The fresh organ was rinsed with preservative, placed in an ice bucket and taken to a neighboring operating room where baby Felix was waiting. A separate team of surgeons, led by Carlos Esquivel, MD, PhD, director of the pediatric liver transplant program, and Amy Gallo, MD, surgical director of the pediatric kidney transplant program, stitched the liver in place. They watched it spring to life as it turned a healthy pink and began producing bile.

The couple chose Stanford Children’s Health because of its reputation and also because Evan’s parents live in nearby Sunnyvale, making it convenient. They also appreciate that the liver transplant program has an outreach program in Portland, one of several locations out west. In this way, Felix can be looked after close to home for the rest of his life.

“We felt good about having chosen Stanford. We knew we were going to get great care,” says Evan. “We were impressed by all the doctors and nurses.”

Felix with siblings

Within a few weeks, Katie’s pain subsided. For the first month she felt weak as her liver grew back to its original size. The help of the family who served as caretakers to Katie, Felix and his older brother Kieran was needed and appreciated. It has been three months since the transplant and both mother and baby have made a full recovery.
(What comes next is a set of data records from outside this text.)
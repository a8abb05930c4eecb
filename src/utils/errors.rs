use crate::cli::ColorMode;
use crate::color::{self, MaybePaint};

pub const DEFAULT_EXIT_CODE: i32 = 1;

pub(crate) fn error_internal(text: &str) {
    match color::color_mode() {
        ColorMode::On => {
            eprintln!(
                "{} {}",
                color::ERROR.maybe_paint("error:"),
                color::EMPHASIS.maybe_paint(text)
            );
        }
        ColorMode::Off => {
            eprintln!("error: {}", text);
        }
    }
}

pub(crate) fn warn_internal(text: &str) {
    match color::color_mode() {
        ColorMode::On => {
            eprintln!(
                "{} {}",
                color::WARNING.maybe_paint("warning:"),
                color::EMPHASIS.maybe_paint(text)
            );
        }
        ColorMode::Off => {
            eprintln!("warning: {}", text);
        }
    }
}

#[macro_export]
macro_rules! warn {
    ($($arg:tt)*) => ({
        let formatted = format!($($arg)*);
        $crate::utils::errors::warn_internal(&formatted);
    })
}

#[macro_export]
macro_rules! die {
    ($($arg:tt)*) => ({
        let formatted = format!($($arg)*);
        $crate::utils::errors::error_internal(&formatted);
        ::std::process::exit($crate::utils::errors::DEFAULT_EXIT_CODE);
    })
}
use std::io::{self, IsTerminal};
use std::path::Path;

use crate::registry::DocumentStore;
use crate::settings::Settings;
use crate::sync::LoggingSync;
use crate::RequestedColorMode;

pub(crate) mod edit;
pub(crate) mod list;

pub(crate) type CliSettings = Settings<DocumentStore, LoggingSync>;

#[derive(Clone, Copy, strum_macros::Display)]
pub(crate) enum ColorMode {
    On,
    Off,
}

impl ColorMode {
    /// Returns whether ANSI color should be used
    /// If the user has specified a preference, this is honored. This preference
    /// can be specified through the command line or the "NO_COLOR" environment
    /// variable If the user hasn't stated a preference, color is enabled if the
    /// output is a terminal.
    pub(crate) fn resolve_auto(cm: RequestedColorMode) -> ColorMode {
        match cm {
            RequestedColorMode::Auto => {
                let disable_color =
                    std::env::var_os("NO_COLOR").is_some() || !io::stdout().is_terminal();

                if disable_color {
                    ColorMode::Off
                } else {
                    ColorMode::On
                }
            }
            RequestedColorMode::On => ColorMode::On,
            RequestedColorMode::Off => ColorMode::Off,
        }
    }
}

pub(crate) fn open_settings(registry: &Path) -> CliSettings {
    let store = match DocumentStore::open(registry) {
        Ok(store) => store,
        Err(err) => crate::die!("{}", err),
    };

    match Settings::load(store, LoggingSync) {
        Ok(settings) => settings,
        Err(err) => crate::die!("failed to load settings: {}", err),
    }
}
//! Staging buffer for in-progress catalog edits.
//!
//! Rows are addressed by a [`RowKey`] holding a slot index and a generation.
//! Removing a row bumps the generation of its slot, so a key held by an
//! editor after the row was removed (or the slot reused) no longer resolves.
//! Nothing is persisted until [`ModelRowArena::materialize`] turns the rows
//! into a [`Catalog`].

use super::model::{Capabilities, Catalog, ModelEntry};

#[derive(Debug, Clone, Copy, PartialEq, Eq, Hash)]
pub(crate) struct RowKey {
    index: usize,
    generation: u64,
}

#[derive(Debug, Clone, Default, PartialEq, Eq)]
pub(crate) struct ModelRow {
    pub model_id: String,
    pub capabilities: Capabilities,
}

#[derive(Debug)]
struct Slot {
    generation: u64,
    row: Option<ModelRow>,
}

#[derive(Debug, Default)]
pub(crate) struct ModelRowArena {
    slots: Vec<Slot>,
    free: Vec<usize>,
    /// Live slot indices in display order.
    order: Vec<usize>,
}

impl ModelRowArena {
    pub(crate) fn new() -> ModelRowArena {
        ModelRowArena::default()
    }

    /// Stages every model of an existing catalog.
    pub(crate) fn from_catalog(catalog: Option<&Catalog>) -> ModelRowArena {
        let mut arena = ModelRowArena::new();

        for entry in catalog.iter().flat_map(|c| c.models.iter()) {
            arena.push(ModelRow {
                model_id: entry.vendor_model_id.clone(),
                capabilities: entry.capabilities,
            });
        }

        arena
    }

    pub(crate) fn push(&mut self, row: ModelRow) -> RowKey {
        let index = match self.free.pop() {
            Some(index) => {
                self.slots[index].row = Some(row);
                index
            }
            None => {
                self.slots.push(Slot {
                    generation: 0,
                    row: Some(row),
                });
                self.slots.len() - 1
            }
        };

        self.order.push(index);

        RowKey {
            index,
            generation: self.slots[index].generation,
        }
    }

    pub(crate) fn get_mut(&mut self, key: RowKey) -> Option<&mut ModelRow> {
        self.slots
            .get_mut(key.index)
            .filter(|slot| slot.generation == key.generation)
            .and_then(|slot| slot.row.as_mut())
    }

    pub(crate) fn remove(&mut self, key: RowKey) -> Option<ModelRow> {
        let slot = self
            .slots
            .get_mut(key.index)
            .filter(|slot| slot.generation == key.generation)?;

        let row = slot.row.take()?;
        slot.generation += 1;

        self.order.retain(|&i| i != key.index);
        self.free.push(key.index);

        Some(row)
    }

    pub(crate) fn len(&self) -> usize {
        self.order.len()
    }

    pub(crate) fn is_empty(&self) -> bool {
        self.order.is_empty()
    }

    /// Live rows in display order.
    pub(crate) fn rows(&self) -> impl Iterator<Item = (RowKey, &ModelRow)> {
        self.order.iter().filter_map(|&index| {
            let slot = &self.slots[index];

            slot.row.as_ref().map(|row| {
                (
                    RowKey {
                        index,
                        generation: slot.generation,
                    },
                    row,
                )
            })
        })
    }

    /// Builds the catalog to persist: ids are trimmed, empty rows and
    /// duplicate ids are dropped.
    pub(crate) fn materialize(&self) -> Catalog {
        let mut catalog = Catalog {
            models: self
                .rows()
                .map(|(_, row)| ModelEntry {
                    capabilities: row.capabilities,
                    ..ModelEntry::new(row.model_id.trim())
                })
                .collect(),
        };

        catalog.dedup();

        catalog
    }
}
//! Keeps a consumer's `(provider, model)` selection consistent while the
//! provider list, the catalogs and the model overrides change underneath it.
//!
//! Catalog answers are eventually consistent: a provider may have been
//! deleted while its id was still bound, or its catalog may not have been
//! loaded yet. [`normalize`] tolerates both. An unknown provider collapses to
//! no selection, and an empty model list leaves the model untouched so that
//! the next reload can settle it.
//!
//! Normalization is idempotent. Running it again on its own output changes
//! nothing, which is what allows it to be triggered freely from events.

pub(crate) mod queue;
pub(crate) mod registry_catalog;

use tracing::debug;

use crate::registry::catalog::{effective_models, resolve_default_model, ModelOverrides};
use crate::registry::Consumer;

/// The collaborator that knows which providers and models currently exist.
pub(crate) trait CatalogService {
    /// Catalog model ids of a provider, in display order.
    fn models(&self, provider_id: &str) -> Vec<String>;

    fn is_provider_available(&self, provider_id: &str) -> bool;

    /// A short explanation of why a provider is unavailable.
    fn availability_hint(&self, provider_id: &str) -> Option<String>;

    /// Maps a raw id to a known provider id. Stale or unknown ids become
    /// `None`.
    fn normalize_provider_id(&self, raw: Option<&str>) -> Option<String>;
}

#[derive(Debug, Clone, Default, PartialEq, Eq)]
pub(crate) struct NormalizeOutcome {
    pub provider_id: Option<String>,
    pub model_id: Option<String>,
    pub provider_changed: bool,
}

/// Reconciles a selection against the catalog.
///
/// Switching providers always clears the model: a model id from one vendor
/// must never be carried over to another.
pub(crate) fn normalize<C: CatalogService + ?Sized>(
    catalog: &C,
    overrides: Option<&[String]>,
    raw_provider_id: Option<&str>,
    last_known_provider_id: Option<&str>,
    current_model_id: Option<&str>,
) -> NormalizeOutcome {
    let provider_id = catalog.normalize_provider_id(raw_provider_id);

    let provider_changed = match last_known_provider_id {
        Some(last) => provider_id.as_deref() != Some(last),
        None => false,
    };

    let provider = match &provider_id {
        Some(provider) => provider,
        None => {
            return NormalizeOutcome {
                provider_id: None,
                model_id: None,
                provider_changed,
            }
        }
    };

    if provider_changed {
        return NormalizeOutcome {
            provider_id,
            model_id: None,
            provider_changed,
        };
    }

    let models = effective_models(&catalog.models(provider), overrides);

    let model_id = if models.is_empty() {
        current_model_id.map(|m| m.to_string())
    } else {
        current_model_id
            .filter(|m| models.iter().any(|id| id == m))
            .map(|m| m.to_string())
    };

    NormalizeOutcome {
        provider_id,
        model_id,
        provider_changed,
    }
}

/// Selection held for one consumer between normalization passes.
#[derive(Debug, Clone, PartialEq, Eq)]
pub(crate) struct SelectionState {
    consumer: Consumer,
    provider_id: Option<String>,
    model_id: Option<String>,
    last_known_provider_id: Option<String>,
    hint: Option<String>,
}

impl SelectionState {
    pub(crate) fn new(consumer: Consumer) -> SelectionState {
        SelectionState {
            consumer,
            provider_id: None,
            model_id: None,
            last_known_provider_id: None,
            hint: None,
        }
    }

    /// Restores a previously persisted selection. The provider counts as
    /// already known so that loading does not look like a switch.
    pub(crate) fn restore(
        consumer: Consumer,
        provider_id: Option<&str>,
        model_id: Option<&str>,
    ) -> SelectionState {
        SelectionState {
            provider_id: provider_id.map(|s| s.to_string()),
            model_id: model_id.map(|s| s.to_string()),
            last_known_provider_id: provider_id.map(|s| s.to_string()),
            ..SelectionState::new(consumer)
        }
    }

    pub(crate) fn consumer(&self) -> Consumer {
        self.consumer
    }

    pub(crate) fn provider_id(&self) -> Option<&str> {
        self.provider_id.as_deref()
    }

    pub(crate) fn model_id(&self) -> Option<&str> {
        self.model_id.as_deref()
    }

    pub(crate) fn hint(&self) -> Option<&str> {
        self.hint.as_deref()
    }

    /// Records raw user input. Nothing is validated until the next
    /// [`SelectionState::normalize`].
    pub(crate) fn select(&mut self, provider_id: Option<String>, model_id: Option<String>) {
        self.provider_id = provider_id;
        self.model_id = model_id;
    }

    pub(crate) fn normalize<C: CatalogService + ?Sized>(
        &mut self,
        catalog: &C,
        overrides: &ModelOverrides,
    ) -> NormalizeOutcome {
        let override_models = self
            .provider_id
            .as_deref()
            .and_then(|id| catalog.normalize_provider_id(Some(id)))
            .and_then(|id| overrides.get(self.consumer, &id).map(|m| m.to_vec()));

        let outcome = normalize(
            catalog,
            override_models.as_deref(),
            self.provider_id.as_deref(),
            self.last_known_provider_id.as_deref(),
            self.model_id.as_deref(),
        );

        if outcome.provider_id != self.provider_id || outcome.model_id != self.model_id {
            debug!(
                consumer = %self.consumer,
                provider = ?outcome.provider_id,
                model = ?outcome.model_id,
                provider_changed = outcome.provider_changed,
                "selection normalized"
            );
        }

        self.provider_id = outcome.provider_id.clone();
        self.model_id = outcome.model_id.clone();
        self.last_known_provider_id = outcome.provider_id.clone();
        self.hint = match &outcome.provider_id {
            Some(id) if !catalog.is_provider_available(id) => catalog.availability_hint(id),
            _ => None,
        };

        outcome
    }

    /// Picks a model when none is selected, preferring `preferred` (usually
    /// the provider's recommended default).
    pub(crate) fn seed_model<C: CatalogService + ?Sized>(
        &mut self,
        catalog: &C,
        overrides: &ModelOverrides,
        preferred: Option<&str>,
    ) -> Option<&str> {
        if self.model_id.is_none() {
            if let Some(provider) = self.provider_id.as_deref() {
                let models =
                    effective_models(&catalog.models(provider), overrides.get(self.consumer, provider));

                self.model_id = resolve_default_model(&models, preferred);
            }
        }

        self.model_id.as_deref()
    }
}

#[cfg(test)]
pub(crate) mod tests {
    use super::*;
    use std::collections::BTreeMap;

    /// A catalog service answering from a fixed table.
    #[derive(Default)]
    pub(crate) struct StubCatalog {
        pub providers: BTreeMap<String, Vec<String>>,
    }

    impl StubCatalog {
        pub(crate) fn with(entries: &[(&str, &[&str])]) -> StubCatalog {
            StubCatalog {
                providers: entries
                    .iter()
                    .map(|(id, models)| {
                        (id.to_string(), models.iter().map(|m| m.to_string()).collect())
                    })
                    .collect(),
            }
        }
    }

    impl CatalogService for StubCatalog {
        fn models(&self, provider_id: &str) -> Vec<String> {
            self.providers.get(provider_id).cloned().unwrap_or_default()
        }

        fn is_provider_available(&self, provider_id: &str) -> bool {
            !self.models(provider_id).is_empty()
        }

        fn availability_hint(&self, provider_id: &str) -> Option<String> {
            Some(format!("{provider_id} has not loaded its models yet"))
        }

        fn normalize_provider_id(&self, raw: Option<&str>) -> Option<String> {
            raw.filter(|id| self.providers.contains_key(*id))
                .map(|id| id.to_string())
        }
    }

    #[test]
    fn test_unknown_provider_clears_everything() {
        let catalog = StubCatalog::with(&[("a", &["m"])]);

        let outcome = normalize(&catalog, None, Some("ghost"), None, Some("m"));

        assert_eq!(outcome, NormalizeOutcome::default());
    }

    #[test]
    fn test_provider_switch_clears_model() {
        let catalog = StubCatalog::with(&[("a", &["m"]), ("b", &["m", "n"])]);

        // "m" is a member of b's catalog and is still cleared.
        let outcome = normalize(&catalog, None, Some("b"), Some("a"), Some("m"));

        assert_eq!(outcome.provider_id.as_deref(), Some("b"));
        assert_eq!(outcome.model_id, None);
        assert!(outcome.provider_changed);
    }

    #[test]
    fn test_deleted_provider_counts_as_change() {
        let catalog = StubCatalog::with(&[]);

        let outcome = normalize(&catalog, None, Some("a"), Some("a"), Some("m"));

        assert_eq!(outcome.provider_id, None);
        assert_eq!(outcome.model_id, None);
        assert!(outcome.provider_changed);
    }

    #[test]
    fn test_empty_catalog_keeps_model() {
        let catalog = StubCatalog::with(&[("a", &[])]);

        let outcome = normalize(&catalog, None, Some("a"), Some("a"), Some("pending"));

        assert_eq!(outcome.model_id.as_deref(), Some("pending"));
        assert!(!outcome.provider_changed);
    }

    #[test]
    fn test_membership() {
        let catalog = StubCatalog::with(&[("a", &["m", "n"])]);

        let kept = normalize(&catalog, None, Some("a"), None, Some("n"));
        assert_eq!(kept.model_id.as_deref(), Some("n"));

        let dropped = normalize(&catalog, None, Some("a"), None, Some("x"));
        assert_eq!(dropped.model_id, None);
    }

    #[test]
    fn test_override_restricts_membership() {
        let catalog = StubCatalog::with(&[("a", &["m", "n"])]);
        let over = vec!["x".to_string()];

        let outcome = normalize(&catalog, Some(&over), Some("a"), None, Some("m"));
        assert_eq!(outcome.model_id, None);

        let outcome = normalize(&catalog, Some(&over), Some("a"), None, Some("x"));
        assert_eq!(outcome.model_id.as_deref(), Some("x"));
    }

    #[test]
    fn test_normalize_is_idempotent() {
        let catalog = StubCatalog::with(&[("a", &["m", "n"]), ("b", &[]), ("c", &["z"])]);
        let overrides = ModelOverrides::default();

        let providers = [None, Some("a"), Some("b"), Some("c"), Some("ghost")];
        let models = [None, Some("m"), Some("z"), Some("q")];

        for last in providers {
            for raw in providers {
                for model in models {
                    let mut state = SelectionState::restore(Consumer::Codex, last, None);
                    state.select(raw.map(String::from), model.map(String::from));

                    state.normalize(&catalog, &overrides);
                    let once = state.clone();

                    let outcome = state.normalize(&catalog, &overrides);

                    assert_eq!(state, once, "last={last:?} raw={raw:?} model={model:?}");
                    assert!(!outcome.provider_changed);
                }
            }
        }
    }

    #[test]
    fn test_state_uses_consumer_overrides() {
        let catalog = StubCatalog::with(&[("a", &["m", "n"])]);
        let mut overrides = ModelOverrides::default();
        overrides.set(Consumer::ClaudeCode, "a", vec!["n".to_string()]);

        let mut codex = SelectionState::restore(Consumer::Codex, Some("a"), Some("m"));
        let mut claude = SelectionState::restore(Consumer::ClaudeCode, Some("a"), Some("m"));

        codex.normalize(&catalog, &overrides);
        claude.normalize(&catalog, &overrides);

        assert_eq!(codex.model_id(), Some("m"));
        assert_eq!(claude.model_id(), None);
    }

    #[test]
    fn test_hint_for_unavailable_provider() {
        let catalog = StubCatalog::with(&[("a", &[])]);
        let mut state = SelectionState::restore(Consumer::Codex, Some("a"), None);

        state.normalize(&catalog, &ModelOverrides::default());

        assert_eq!(state.hint(), Some("a has not loaded its models yet"));
    }

    #[test]
    fn test_seed_model() {
        let catalog = StubCatalog::with(&[("a", &["m", "n"])]);
        let overrides = ModelOverrides::default();

        let mut state = SelectionState::restore(Consumer::Codex, Some("a"), None);
        assert_eq!(state.seed_model(&catalog, &overrides, Some("n")), Some("n"));

        let mut state = SelectionState::restore(Consumer::Codex, Some("a"), None);
        assert_eq!(state.seed_model(&catalog, &overrides, Some("gone")), Some("m"));

        let mut state = SelectionState::restore(Consumer::Codex, Some("a"), Some("x"));
        assert_eq!(state.seed_model(&catalog, &overrides, None), Some("x"));
    }
}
“Felix’s liver values ​​are great. He’s off some immune-suppressing drugs, gaining weight, and hitting milestones,” says Katie.

dr Bonham hopes the prospect of a laparoscopic procedure will encourage more people to donate liver tissue. People get back to normal fairly quickly, with minimal scarring and, most importantly, with the satisfaction of giving a child the chance to live a full life.